(Data excerpts)

---*---

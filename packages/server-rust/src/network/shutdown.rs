//! Server lifecycle: health state plus in-flight call tracking for drain.
//!
//! Both transports share one controller. `ArcSwap` holds the state so probes
//! read it without locking; an atomic counter with RAII guards counts calls.

use std::sync::atomic::{AtomicU64, Ordering};
use std::sync::Arc;
use std::time::Duration;

use arc_swap::ArcSwap;
use tokio::sync::watch;

/// Lifecycle state: Starting -> Ready -> Draining -> Stopped.
#[derive(Debug, Clone, Copy, PartialEq, Eq)]
pub enum HealthState {
    /// Listeners are being bound.
    Starting,
    /// Both transports accept calls.
    Ready,
    /// No new connections; in-flight calls are finishing.
    Draining,
    /// Drain completed.
    Stopped,
}

impl HealthState {
    #[must_use]
    pub const fn as_str(self) -> &'static str {
        match self {
            Self::Starting => "starting",
            Self::Ready => "ready",
            Self::Draining => "draining",
            Self::Stopped => "stopped",
        }
    }
}

/// Coordinates graceful shutdown across the HTTP and RPC listeners.
///
/// 1. The readiness probe reads `health_state()`
/// 2. Each transport call holds an [`InFlightGuard`]
/// 3. `trigger_shutdown()` moves to Draining and wakes every listener
/// 4. `wait_for_drain()` waits until the guards are gone
#[derive(Debug)]
pub struct ShutdownController {
    shutdown_signal: watch::Sender<bool>,
    in_flight: Arc<AtomicU64>,
    health_state: ArcSwap<HealthState>,
}

impl ShutdownController {
    #[must_use]
    pub fn new() -> Self {
        let (tx, _rx) = watch::channel(false);
        Self {
            shutdown_signal: tx,
            in_flight: Arc::new(AtomicU64::new(0)),
            health_state: ArcSwap::from_pointee(HealthState::Starting),
        }
    }

    pub fn set_ready(&self) {
        self.health_state.store(Arc::new(HealthState::Ready));
    }

    /// Receiver that flips to `true` once shutdown is triggered.
    #[must_use]
    pub fn shutdown_receiver(&self) -> watch::Receiver<bool> {
        self.shutdown_signal.subscribe()
    }

    /// Resolves once shutdown has been triggered, including before the call.
    pub async fn wait_for_shutdown(&self) {
        let mut rx = self.shutdown_receiver();
        // Err means the sender is gone, which only happens with `self`.
        let _ = rx.wait_for(|triggered| *triggered).await;
    }

    /// Moves to `Draining` and signals every receiver. Idempotent, and never
    /// moves a `Stopped` controller back.
    pub fn trigger_shutdown(&self) {
        if matches!(self.health_state(), HealthState::Starting | HealthState::Ready) {
            self.health_state.store(Arc::new(HealthState::Draining));
        }
        self.shutdown_signal.send_replace(true);
    }

    #[must_use]
    pub fn is_shutting_down(&self) -> bool {
        *self.shutdown_signal.borrow()
    }

    #[must_use]
    pub fn health_state(&self) -> HealthState {
        **self.health_state.load()
    }

    /// Counts one call as in flight until the guard drops.
    #[must_use]
    pub fn in_flight_guard(&self) -> InFlightGuard {
        self.in_flight.fetch_add(1, Ordering::Relaxed);
        InFlightGuard {
            in_flight: Arc::clone(&self.in_flight),
        }
    }

    #[must_use]
    pub fn in_flight_count(&self) -> u64 {
        self.in_flight.load(Ordering::Relaxed)
    }

    /// Waits for in-flight calls to finish, up to `timeout`.
    ///
    /// Returns `true` and moves to `Stopped` when drained; on timeout returns
    /// `false` and stays in `Draining`.
    pub async fn wait_for_drain(&self, timeout: Duration) -> bool {
        let deadline = tokio::time::Instant::now() + timeout;

        loop {
            if self.in_flight.load(Ordering::Relaxed) == 0 {
                self.health_state.store(Arc::new(HealthState::Stopped));
                return true;
            }

            if tokio::time::Instant::now() >= deadline {
                return false;
            }

            tokio::time::sleep(Duration::from_millis(10)).await;
        }
    }
}

impl Default for ShutdownController {
    fn default() -> Self {
        Self::new()
    }
}

/// Decrements the in-flight counter on drop, unwinding included.
#[derive(Debug)]
pub struct InFlightGuard {
    in_flight: Arc<AtomicU64>,
}

impl Drop for InFlightGuard {
    fn drop(&mut self) {
        self.in_flight.fetch_sub(1, Ordering::Relaxed);
    }
}
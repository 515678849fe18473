//! Transport metadata extracted from each HTTP request.

use std::convert::Infallible;
use std::net::SocketAddr;

use axum::extract::{ConnectInfo, FromRequestParts};
use axum::http::request::Parts;
use axum::http::HeaderMap;
use opentelemetry::propagation::Extractor;

use crate::telemetry::TraceContext;

/// Header map as a trace-context carrier.
struct HeaderCarrier<'a>(&'a HeaderMap);

impl Extractor for HeaderCarrier<'_> {
    fn get(&self, key: &str) -> Option<&str> {
        self.0.get(key).and_then(|value| value.to_str().ok())
    }

    fn keys(&self) -> Vec<&str> {
        self.0.keys().map(axum::http::HeaderName::as_str).collect()
    }
}

/// Peer address, verb, URL, protocol and caller trace of the current request.
#[derive(Debug, Clone, PartialEq, Eq)]
pub struct HttpInfo {
    /// `None` when the server was not started with connect info.
    pub remote_addr: Option<SocketAddr>,
    pub method: String,
    pub url: String,
    pub protocol: String,
    /// From the `traceparent` header, when the caller sent one.
    pub parent: Option<TraceContext>,
}

impl<S> FromRequestParts<S> for HttpInfo
where
    S: Send + Sync,
{
    type Rejection = Infallible;

    async fn from_request_parts(parts: &mut Parts, _state: &S) -> Result<Self, Self::Rejection> {
        let remote_addr = parts
            .extensions
            .get::<ConnectInfo<SocketAddr>>()
            .map(|ConnectInfo(addr)| *addr);

        Ok(Self {
            remote_addr,
            method: parts.method.to_string(),
            url: parts.uri.to_string(),
            protocol: format!("{:?}", parts.version),
            parent: TraceContext::extract(&HeaderCarrier(&parts.headers)),
        })
    }
}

---*---

→ **EXERCISE**: All lines of the records above that carry the word "store" should be listed.

→ **YOUR SOLUTION**:
        self.health_state.store(Arc::new(HealthState::Ready));
            self.health_state.store(Arc::new(HealthState::Draining));
                self.health_state.store(Arc::new(HealthState::Stopped));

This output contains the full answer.